Quote:And now comes some news about the Facebook (FB) IPO that buyers deserve to be outraged about.
Reuters' Alistair Barr is reporting that Facebook's lead underwriters, Morgan Stanley (MS), JP Morgan (JPM), and Goldman Sachs (GS) all cut their earnings forecasts for the company in the middle of the IPO roadshow.
This by itself is highly unusual (I've never seen it during 20 years in and around the tech IPO business).
But, just as important, news of the estimate cut was passed on only to a handful of big investor clients, not everyone else who was considering an investment in Facebook.
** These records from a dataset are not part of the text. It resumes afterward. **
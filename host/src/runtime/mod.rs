//! Runtime module for loading native modules
//!
//! - `load_path`: where library files are looked up
//! - `native`: the loader, its backends and the process-wide registry

pub mod load_path;
pub mod native;

pub use load_path::LoadPath;
pub use native::{BoundHandle, DylibBackend, LoadResult, ModuleBackend, NativeLoader};
//! Native Bridge host library
//!
//! Loads the Cargo-built and cc-built greeting modules into one process and
//! exposes them through the [`facade::HostApp`] façade. It is used by both
//! the binary and the integration tests.

/// Configuration management module
pub mod config;

/// Host façade over the bound native handles
pub mod facade;

/// Runtime module for loading native modules
pub mod runtime;

/// Telemetry and Observability
pub mod telemetry;

/// CLI interface module
pub mod cli;

/// Command handlers module
pub mod handlers;

/// Platform-specific utilities module
pub mod platform;
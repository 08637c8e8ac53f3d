//! Compiles the C half of the module with the platform C toolchain.
//!
//! The object code lands in a static archive that rustc links into the
//! `cdylib`; only the Rust wrapper's symbol is exported from the final library.
//!
//! The C compiler runs from this Cargo build script, not from a separate build
//! system, and rustc performs the final link of the shared library. The two
//! toolchains are therefore approximated inside one Cargo build.

fn main() {
    println!("cargo:rerun-if-changed=csrc/greetings.c");

    cc::Build::new()
        .file("csrc/greetings.c")
        .warnings(true)
        .compile("greetings_c");
}
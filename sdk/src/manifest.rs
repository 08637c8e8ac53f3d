//! Native module descriptors

use crate::abi::{Toolchain, SYMBOL_PREFIX};
use crate::errors::BridgeError;
use serde::{Deserialize, Serialize};
use std::collections::HashSet;

/// Logical name of the Cargo-built module
pub const CARGO_MODULE: &str = "greetings_cargo";

/// Logical name of the cc-built module
pub const CC_MODULE: &str = "greetings_cc";

/// Declaration of one native module the host may load
#[derive(Debug, Clone, PartialEq, Eq, Hash, Serialize, Deserialize)]
pub struct ModuleSpec {
    /// Logical module name used by the loader and the façade
    pub name: String,
    pub toolchain: Toolchain,
    /// Library base name, without platform prefix or extension
    pub library: String,
    /// Exported entry point
    pub symbol: String,
}

impl ModuleSpec {
    /// Declare a module following the naming convention for `toolchain`
    pub fn conventional(name: &str, toolchain: Toolchain) -> Self {
        Self {
            name: name.to_string(),
            toolchain,
            library: name.to_string(),
            symbol: toolchain.symbol(),
        }
    }

    /// The two modules every host build ships with
    pub fn defaults() -> Vec<Self> {
        vec![
            Self::conventional(CARGO_MODULE, Toolchain::Cargo),
            Self::conventional(CC_MODULE, Toolchain::Cc),
        ]
    }

    /// Check the entry point follows `greeting_from_<toolchain>`
    pub fn validate(&self) -> Result<(), BridgeError> {
        if self.name.is_empty() || self.library.is_empty() {
            return Err(BridgeError::Config(
                "module name and library must not be empty".to_string(),
            ));
        }
        if !self.symbol.starts_with(SYMBOL_PREFIX) || self.symbol.len() == SYMBOL_PREFIX.len() {
            return Err(BridgeError::Config(format!(
                "symbol '{}' of module '{}' must start with '{}'",
                self.symbol, self.name, SYMBOL_PREFIX
            )));
        }
        Ok(())
    }
}

/// Validate a module table: every entry well-formed, names and symbols unique
pub fn validate_modules(modules: &[ModuleSpec]) -> Result<(), BridgeError> {
    let mut names = HashSet::new();
    let mut symbols = HashSet::new();

    for module in modules {
        module.validate()?;
        if !names.insert(module.name.as_str()) {
            return Err(BridgeError::Config(format!(
                "module '{}' declared more than once",
                module.name
            )));
        }
        if !symbols.insert(module.symbol.as_str()) {
            return Err(BridgeError::Config(format!(
                "symbol '{}' exported by more than one module",
                module.symbol
            )));
        }
    }

    Ok(())
}
// Native Bridge
// Main entry point for the native-bridge binary

use clap::Parser;
use native_bridge::cli::{Cli, Command, ConfigAction};
use native_bridge::config::Config;
use native_bridge::facade::HostApp;
use native_bridge::handlers::{
    handle_config_path, handle_config_show, handle_greet, handle_modules, OutputFormat,
};
use native_bridge::platform::platform_name;
use native_bridge::runtime::native;
use native_bridge::telemetry::init_telemetry_with_level;

fn main() -> anyhow::Result<()> {
    // Parse CLI arguments
    let cli = Cli::parse();

    // Load configuration (or use custom path if provided)
    let config = if let Some(config_path) = &cli.config {
        Config::load_from_path(config_path)?
    } else {
        Config::load_or_default()?
    };

    // RUST_LOG > --log > config
    let level = cli.log.as_deref().unwrap_or(&config.core.log_level);
    init_telemetry_with_level(level);

    tracing::info!(
        "Native Bridge v{} ({})",
        env!("CARGO_PKG_VERSION"),
        platform_name()
    );

    let format = if cli.json {
        OutputFormat::Json
    } else {
        OutputFormat::Text
    };

    match cli.command {
        Command::Greet => {
            let loader = native::init(&config, &cli.library_dirs);
            let app = HostApp::new(loader);
            handle_greet(&app, format)
        }

        Command::Modules => {
            let loader = native::init(&config, &cli.library_dirs);
            handle_modules(loader, format)
        }

        Command::Config { action } => match action {
            ConfigAction::Show => handle_config_show(&config, format),
            ConfigAction::Path => handle_config_path(),
        },
    }
}
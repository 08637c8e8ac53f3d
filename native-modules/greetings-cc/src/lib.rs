//! Greeting module whose text is produced by C code
//!
//! The C translation unit in `csrc/` is compiled by the `cc` crate at build
//! time. This crate re-exports it under the conventional `greeting_from_cc`
//! entry point.
//!
//! There is no second build pipeline: `cc` is driven by Cargo's build script
//! (`build.rs`) and rustc still links the final shared library. Only the
//! greeting's translation unit goes through the platform C compiler.

use std::ffi::c_char;

extern "C" {
    fn cc_greeting() -> *const c_char;
}

/// Return the module greeting
///
/// The returned pointer refers to a static C array and must not be freed.
#[no_mangle]
pub extern "C" fn greeting_from_cc() -> *const c_char {
    // SAFETY: cc_greeting takes no arguments and returns static storage.
    unsafe { cc_greeting() }
}

#[cfg(test)]
mod tests {
    use super::*;
    use std::ffi::CStr;

    #[test]
    fn test_greeting_mentions_cc() {
        let ptr = greeting_from_cc();
        assert!(!ptr.is_null());
        let text = unsafe { CStr::from_ptr(ptr) }.to_str().unwrap();
        assert_eq!(text, "Hello from C compiled by cc-rs!");
        assert!(text.contains("cc-rs"));
    }

    #[test]
    fn test_wrapper_returns_c_storage() {
        // SAFETY: cc_greeting comes from the archive compiled by build.rs.
        let from_c = unsafe { cc_greeting() };
        assert_eq!(greeting_from_cc(), from_c);
    }
}
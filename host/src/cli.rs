//! CLI interface for Native Bridge
//!
//! This module provides the command-line interface using clap's derive API.

use clap::{Parser, Subcommand};
use std::path::PathBuf;

/// Native Bridge host
///
/// Loads the Cargo-built and cc-built greeting libraries into one process
/// and calls into both.
#[derive(Parser, Debug)]
#[command(name = "native-bridge")]
#[command(version, about, long_about = None)]
pub struct Cli {
    /// Output in JSON format
    #[arg(long, global = true)]
    pub json: bool,

    /// Set log level (error, warn, info, debug, trace)
    #[arg(long, global = true, value_name = "LEVEL")]
    pub log: Option<String>,

    /// Specify alternate configuration file
    #[arg(long, global = true, value_name = "PATH")]
    pub config: Option<PathBuf>,

    /// Extra directory to search for native libraries (searched first, repeatable)
    ///
    /// Goes before the subcommand.
    #[arg(long = "library-dir", value_name = "DIR")]
    pub library_dirs: Vec<PathBuf>,

    #[command(subcommand)]
    pub command: Command,
}

/// Available commands
#[derive(Subcommand, Debug)]
pub enum Command {
    /// Call the local greeting and every native greeting
    Greet,

    /// Show declared native modules and their load status
    Modules,

    /// Manage configuration
    Config {
        #[command(subcommand)]
        action: ConfigAction,
    },
}

/// Configuration actions
#[derive(Subcommand, Debug)]
pub enum ConfigAction {
    /// Print the effective configuration
    Show,

    /// Print the default configuration file path
    Path,
}
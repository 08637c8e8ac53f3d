//! Host façade
//!
//! `HostApp` is the one object callers use. It offers a purely local greeting
//! plus one method per native module, each delegating to the handle the
//! loader bound for that module.
//!
//! The loader must have finished loading before a façade is built: `new`
//! snapshots the handles, it never triggers a load. A module that failed to
//! load does not stop the façade from being built; only calls into that
//! module fail, with `BridgeError::NativeCall`.
//!
//! # Examples
//!
//! ```no_run
//! use native_bridge::config::Config;
//! use native_bridge::facade::HostApp;
//! use native_bridge::runtime::native;
//!
//! # fn main() -> Result<(), Box<dyn std::error::Error>> {
//! let loader = native::init(&Config::load_or_default()?, &[]);
//! let app = HostApp::new(loader);
//!
//! println!("{}", app.local_greeting());
//! println!("{}", app.greeting_from_cargo()?);
//! println!("{}", app.greeting_from_cc()?);
//! # Ok(())
//! # }
//! ```

use crate::runtime::{native, LoadResult, NativeLoader};
use bridge_sdk::{errors::BridgeError, CARGO_MODULE, CC_MODULE};

/// Greeting returned by [`HostApp::local_greeting`]
pub const LOCAL_GREETING: &str = "Hello World!";

/// Calling surface over the bound native handles
#[derive(Debug)]
pub struct HostApp {
    cargo: LoadResult,
    cc: LoadResult,
}

impl HostApp {
    /// Bind the façade to the modules `loader` has already loaded
    pub fn new(loader: &NativeLoader) -> Self {
        Self {
            cargo: loader.handle(CARGO_MODULE),
            cc: loader.handle(CC_MODULE),
        }
    }

    /// Bind the façade to the process-wide loader
    ///
    /// If `runtime::native::init` has not run, the façade is still built but
    /// both native calls fail.
    pub fn from_global() -> Self {
        match native::global() {
            Some(loader) => Self::new(loader),
            None => {
                tracing::warn!("Native loader not initialized, native greetings unavailable");
                Self::local()
            }
        }
    }

    /// A façade with no native modules at all
    pub fn local() -> Self {
        let unbound = |module: &str| BridgeError::NativeCall {
            module: module.to_string(),
            reason: "native loader not initialized".to_string(),
        };
        Self {
            cargo: Err(unbound(CARGO_MODULE)),
            cc: Err(unbound(CC_MODULE)),
        }
    }

    /// Fixed greeting with no native dependency
    pub fn local_greeting(&self) -> &'static str {
        LOCAL_GREETING
    }

    /// Greeting from the module built by Cargo
    pub fn greeting_from_cargo(&self) -> Result<String, BridgeError> {
        Self::call(&self.cargo)
    }

    /// Greeting from the module built from C sources by `cc`
    pub fn greeting_from_cc(&self) -> Result<String, BridgeError> {
        Self::call(&self.cc)
    }

    fn call(handle: &LoadResult) -> Result<String, BridgeError> {
        match handle {
            Ok(handle) => handle.call(),
            Err(e) => {
                tracing::error!("Native call rejected: {}", e);
                Err(e.clone())
            }
        }
    }
}

#[cfg(test)]
mod tests {
    use super::*;

    #[test]
    fn test_local_greeting_without_loader() {
        let app = HostApp::local();
        assert_eq!(app.local_greeting(), "Hello World!");
    }

    #[test]
    fn test_native_calls_fail_without_loader() {
        let app = HostApp::local();

        let err = app.greeting_from_cargo().unwrap_err();
        assert!(matches!(err, BridgeError::NativeCall { ref module, .. } if module == CARGO_MODULE));

        let err = app.greeting_from_cc().unwrap_err();
        assert!(matches!(err, BridgeError::NativeCall { ref module, .. } if module == CC_MODULE));
    }
}
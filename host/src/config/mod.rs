//! Configuration management
//!
//! This module handles loading and validation of the host configuration.
//! Configuration is stored in TOML format at ~/.native-bridge/config.toml.
//!
//! # Configuration Sections
//!
//! - **core**: Log level
//! - **loader**: Library search directories and environment lookup
//! - **modules**: Native modules to load (defaults to the two shipped modules)
//!
//! # Examples
//!
//! ```no_run
//! use native_bridge::config::Config;
//!
//! # fn main() -> Result<(), Box<dyn std::error::Error>> {
//! let config = Config::load_or_default()?;
//! println!("Log level: {}", config.core.log_level);
//! # Ok(())
//! # }
//! ```

use bridge_sdk::errors::BridgeError;
use bridge_sdk::manifest::{validate_modules, ModuleSpec};
use serde::{Deserialize, Serialize};
use std::fs;
use std::path::{Path, PathBuf};

/// Environment variable holding extra library directories
pub const LIBRARY_PATH_ENV: &str = "NATIVE_BRIDGE_LIBRARY_PATH";

/// Main configuration structure
#[derive(Debug, Clone, PartialEq, Serialize, Deserialize)]
pub struct Config {
    /// Core host settings
    #[serde(default)]
    pub core: CoreConfig,

    /// Library search settings
    #[serde(default)]
    pub loader: LoaderConfig,

    /// Native modules to load at startup
    #[serde(default = "ModuleSpec::defaults")]
    pub modules: Vec<ModuleSpec>,
}

/// Core host configuration
#[derive(Debug, Clone, PartialEq, Serialize, Deserialize)]
pub struct CoreConfig {
    /// Log level (error, warn, info, debug, trace)
    #[serde(default = "default_log_level")]
    pub log_level: String,
}

/// Library search configuration
#[derive(Debug, Clone, PartialEq, Serialize, Deserialize)]
pub struct LoaderConfig {
    /// Directories searched after command-line and environment directories
    #[serde(default)]
    pub search_paths: Vec<PathBuf>,

    /// Read extra directories from `NATIVE_BRIDGE_LIBRARY_PATH`
    #[serde(default = "default_true")]
    pub use_env_path: bool,
}

impl Default for CoreConfig {
    fn default() -> Self {
        Self {
            log_level: default_log_level(),
        }
    }
}

impl Default for LoaderConfig {
    fn default() -> Self {
        Self {
            search_paths: Vec::new(),
            use_env_path: true,
        }
    }
}

impl Default for Config {
    fn default() -> Self {
        Self {
            core: CoreConfig::default(),
            loader: LoaderConfig::default(),
            modules: ModuleSpec::defaults(),
        }
    }
}

fn default_log_level() -> String {
    "info".to_string()
}

fn default_true() -> bool {
    true
}

impl Config {
    /// Load configuration from the default location (~/.native-bridge/config.toml)
    ///
    /// A missing file is not an error: the built-in defaults are returned and
    /// nothing is written to disk.
    pub fn load_or_default() -> Result<Self, BridgeError> {
        let config_path = Self::default_config_path()?;

        if config_path.exists() {
            Self::load_from_path(&config_path)
        } else {
            tracing::debug!(
                "No config at {}, using defaults",
                config_path.display()
            );
            Ok(Self::default())
        }
    }

    /// Load configuration from a specific path
    ///
    /// # Errors
    ///
    /// Returns an error if:
    /// - File cannot be read
    /// - TOML parsing fails
    /// - Validation fails
    pub fn load_from_path(path: &Path) -> Result<Self, BridgeError> {
        let contents = fs::read_to_string(path)
            .map_err(|e| BridgeError::Config(format!("Failed to read config file: {}", e)))?;

        Self::from_toml(&contents)
    }

    /// Parse and validate configuration from TOML text
    pub fn from_toml(contents: &str) -> Result<Self, BridgeError> {
        let mut config: Config = toml::from_str(contents)
            .map_err(|e| BridgeError::Config(format!("Failed to parse config: {}", e)))?;

        config.validate_and_process()?;

        Ok(config)
    }

    /// Serialize the effective configuration
    pub fn to_toml(&self) -> Result<String, BridgeError> {
        toml::to_string_pretty(self)
            .map_err(|e| BridgeError::Config(format!("Failed to serialize config: {}", e)))
    }

    /// Get the default configuration file path (~/.native-bridge/config.toml)
    pub fn default_config_path() -> Result<PathBuf, BridgeError> {
        let home = dirs::home_dir()
            .ok_or_else(|| BridgeError::Config("Could not determine home directory".to_string()))?;

        Ok(home.join(".native-bridge").join("config.toml"))
    }

    /// Validate and process configuration
    ///
    /// This method:
    /// - Validates the log level
    /// - Validates the module table (names and symbols unique, symbol convention)
    /// - Expands ~ in search paths
    fn validate_and_process(&mut self) -> Result<(), BridgeError> {
        let valid_log_levels = ["error", "warn", "info", "debug", "trace"];
        if !valid_log_levels.contains(&self.core.log_level.as_str()) {
            return Err(BridgeError::Config(format!(
                "Invalid log level '{}'. Must be one of: {}",
                self.core.log_level,
                valid_log_levels.join(", ")
            )));
        }

        validate_modules(&self.modules)?;

        self.loader.search_paths = self
            .loader
            .search_paths
            .iter()
            .map(|p| expand_tilde(p))
            .collect();

        Ok(())
    }
}

/// Expand a leading `~` to the user's home directory
fn expand_tilde(path: &Path) -> PathBuf {
    match path.strip_prefix("~") {
        Ok(rest) => match dirs::home_dir() {
            Some(home) => home.join(rest),
            None => path.to_path_buf(),
        },
        Err(_) => path.to_path_buf(),
    }
}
This is a huge problem, for one big reason:
Selective dissemination. Earnings forecasts are material information, especially when they are prepared by analysts who have had privileged access to company management. As lead underwriters on the IPO, these analysts would have had much better information about the company than anyone else. So the fact that these analysts suddenly all cut their earnings forecasts at the same time, during the roadshow, and then this information was not passed on to the broader public, is a huge problem.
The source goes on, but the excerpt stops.